なお上記の表で Drupal 9 が動作しないOSでも、非公式リポジトリ使ったり各ミドルウェアの公式リポジトリを登録、自前でコンパイルしたりすれば動作させることは可能です。サポート期限がOSと異なるため保守を続けていく上では注意が必要です。
セキュリティやPHP8に関する余談
公式のサポート期限が切れたミドルウェアのセキュリティ
ミドルウェアの公式のサポート期限は切れてるけど、OSはサポート期限内にあってセキュリティの脆弱性が見つかった時にがどうなるかご存知でしょうか? OSがサポート期間内かつ公式のリポジトリで管理されているものであれば、脆弱性の問題のみバックポート(関連する部分だけ上位バージョンから取り込む)されてセキュリティが担保されるそうです。

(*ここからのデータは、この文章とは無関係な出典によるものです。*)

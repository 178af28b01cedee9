use serde_json::{json, Map, Value};

use crate::schema::Record;

/// Convert one validated document into the public wire format
/// { id, type, attributes }
pub fn document_to_api_value(id: &str, resource_type: &str, record: &Record) -> Value {
    let mut obj = Map::new();
    obj.insert("id".into(), Value::String(id.to_string()));
    obj.insert("type".into(), Value::String(resource_type.to_string()));
    obj.insert("attributes".into(), Value::Object(build_attributes(record)));
    Value::Object(obj)
}

/// Wrap `data` with a self link: { links: { self }, data }
pub fn envelope(self_link: &str, data: Value) -> Value {
    json!({
        "links": { "self": self_link },
        "data": data
    })
}

pub fn document_envelope(self_link: &str, id: &str, resource_type: &str, record: &Record) -> Value {
    envelope(self_link, document_to_api_value(id, resource_type, record))
}

pub fn collection_envelope<'a, I>(self_link: &str, resource_type: &str, documents: I) -> Value
where
    I: IntoIterator<Item = (&'a str, &'a Record)>,
{
    let data = documents
        .into_iter()
        .map(|(id, record)| document_to_api_value(id, resource_type, record))
        .collect();
    envelope(self_link, Value::Array(data))
}

// `id` lives at the top of the envelope, never inside attributes
fn build_attributes(record: &Record) -> Map<String, Value> {
    record
        .iter()
        .filter(|(k, _)| k.as_str() != "id")
        .map(|(k, v)| (k.clone(), v.clone()))
        .collect()
}
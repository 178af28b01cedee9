use axum::{
    http::{header, HeaderValue, StatusCode},
    response::{IntoResponse, Json, Response},
};
use serde_json::Value;

/// Successful resource response: status, optional `Location`, optional JSON body
#[derive(Debug)]
pub struct ApiResponse {
    pub status_code: StatusCode,
    pub location: Option<String>,
    pub body: Option<Value>,
}

impl ApiResponse {
    /// 200 with a JSON body
    pub fn success(body: Value) -> Self {
        Self {
            status_code: StatusCode::OK,
            location: None,
            body: Some(body),
        }
    }

    /// 201 with a JSON body
    pub fn created(body: Value) -> Self {
        Self {
            status_code: StatusCode::CREATED,
            location: None,
            body: Some(body),
        }
    }

    /// 200 without a body
    pub fn empty() -> Self {
        Self {
            status_code: StatusCode::OK,
            location: None,
            body: None,
        }
    }

    pub fn with_location(mut self, location: impl Into<String>) -> Self {
        self.location = Some(location.into());
        self
    }
}

impl IntoResponse for ApiResponse {
    fn into_response(self) -> Response {
        let mut response = match self.body {
            Some(body) => (self.status_code, Json(body)).into_response(),
            None => self.status_code.into_response(),
        };

        if let Some(location) = self.location {
            match HeaderValue::from_str(&location) {
                Ok(value) => {
                    response.headers_mut().insert(header::LOCATION, value);
                }
                Err(e) => tracing::error!("Invalid Location header {}: {}", location, e),
            }
        }

        response
    }
}

// Convenience type alias
pub type ApiResult = Result<ApiResponse, crate::error::ApiError>;

#[cfg(test)]
mod tests {
    use super::*;
    use serde_json::json;

    #[test]
    fn created_sets_status_and_location() {
        let response = ApiResponse::created(json!({"data": {}}))
            .with_location("/users/alice")
            .into_response();
        assert_eq!(response.status(), StatusCode::CREATED);
        assert_eq!(response.headers()[header::LOCATION], "/users/alice");
    }

    #[tokio::test]
    async fn empty_has_no_body() {
        let response = ApiResponse::empty().into_response();
        assert_eq!(response.status(), StatusCode::OK);
        let bytes = axum::body::to_bytes(response.into_body(), usize::MAX).await.unwrap();
        assert!(bytes.is_empty());
    }
}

ただし公式のリポジトリだからと言って手放しで安心できるわけではない様です。CentOS の PHP は本当に安全かによると脆弱性の対応版のリリースまでに時間が掛かるケースが多く、長いと2ヶ月掛かるそうです。緊急性の高いセキュリティリリースがあった場合は注意が必要ですね。
PHP 8 への対応
2020年の年末に PHP 8 のリリースが予定されています。今回の目玉はJIT (Just In Time) と言うコンパイル機能で、これまでの中間コード生成方式よりもより一層動作が早くなるらしいです。一説によると C++ でコンパイルしたコードより早くなるとか。サーバースピードが気になる私にとってはとても楽しみなバージョンです。Drupal 9 はまだ PHP 8 に未対応とのことですが、対応作業中と公式サイトに書かれていたので、おそらく Drupal 9.1 か 9.2 で正式対応するのではないでしょうか。
まとめ
Drupal 8 から Drupal 9 へのアップグレードは「過去10年の中で1番簡単」と謳われていますが、それは Drupal 単体の話であって、実際にはインフラ環境を含めたアップグレードが必要になり、それなりに移行が大変になるのではないかと思いました。お客さんに Drupal のアップグレードを提案する際は、インフラのアップグレードも外せないことをお伝えしておいた方が無難ですね。